[Entries taken from a collection]
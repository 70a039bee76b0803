//! Peer-facing RPC clients.
//!
//! Channels are created lazily and cached per peer address; tonic reconnects
//! a lazy channel on demand, so a cached entry survives peer restarts. Every
//! call is bounded by the configured request timeout.

use std::collections::HashMap;
use std::sync::Mutex;
use std::time::Duration;

use tonic::transport::{Channel, Endpoint};

use crate::config::NetworkConfig;
use crate::errors::NetworkError;
use crate::proto::consensus::consensus_client::ConsensusClient;
use crate::proto::consensus::{
    AppendEntriesRequest, AppendEntriesResponse, InstallSnapshotRequest, InstallSnapshotResponse,
    VoteRequest, VoteResponse,
};
use crate::utils::net::endpoint_uri;
use crate::Result;

pub(crate) struct PeerClients {
    channels: Mutex<HashMap<String, Channel>>,
    connect_timeout: Duration,
    request_timeout: Duration,
    tcp_nodelay: bool,
}

impl PeerClients {
    pub(crate) fn new(network: &NetworkConfig) -> Self {
        Self {
            channels: Mutex::new(HashMap::new()),
            connect_timeout: network.connect_timeout(),
            request_timeout: network.request_timeout(),
            tcp_nodelay: network.tcp_nodelay,
        }
    }

    pub(crate) async fn append_entries(
        &self,
        addr: &str,
        request: AppendEntriesRequest,
    ) -> Result<AppendEntriesResponse> {
        let mut client = ConsensusClient::new(self.channel(addr)?);
        let response = self
            .bounded(addr, client.append_entries(request))
            .await??;
        Ok(response.into_inner())
    }

    pub(crate) async fn request_vote(
        &self,
        addr: &str,
        request: VoteRequest,
    ) -> Result<VoteResponse> {
        let mut client = ConsensusClient::new(self.channel(addr)?);
        let response = self.bounded(addr, client.request_vote(request)).await??;
        Ok(response.into_inner())
    }

    pub(crate) async fn install_snapshot(
        &self,
        addr: &str,
        request: InstallSnapshotRequest,
    ) -> Result<InstallSnapshotResponse> {
        let mut client = ConsensusClient::new(self.channel(addr)?);
        let response = self
            .bounded(addr, client.install_snapshot(request))
            .await??;
        Ok(response.into_inner())
    }

    async fn bounded<F, T>(&self, addr: &str, call: F) -> Result<std::result::Result<T, tonic::Status>>
    where
        F: std::future::Future<Output = std::result::Result<T, tonic::Status>>,
    {
        match tokio::time::timeout(self.request_timeout, call).await {
            Ok(result) => Ok(result),
            Err(_) => Err(NetworkError::Timeout {
                addr: addr.to_string(),
                duration: self.request_timeout,
            }
            .into()),
        }
    }

    fn channel(&self, addr: &str) -> Result<Channel> {
        let mut channels = self
            .channels
            .lock()
            .unwrap_or_else(|poisoned| poisoned.into_inner());
        if let Some(channel) = channels.get(addr) {
            return Ok(channel.clone());
        }
        let endpoint = Endpoint::from_shared(endpoint_uri(addr))
            .map_err(|_| NetworkError::InvalidAddress(addr.to_string()))?
            .connect_timeout(self.connect_timeout)
            .tcp_nodelay(self.tcp_nodelay);
        let channel = endpoint.connect_lazy();
        channels.insert(addr.to_string(), channel.clone());
        Ok(channel)
    }
}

= Exercise instructions =
Copy out every line of the data that includes the word "NetworkError".

= Answer box =
use crate::errors::NetworkError;
            Err(_) => Err(NetworkError::Timeout {
            .map_err(|_| NetworkError::InvalidAddress(addr.to_string()))?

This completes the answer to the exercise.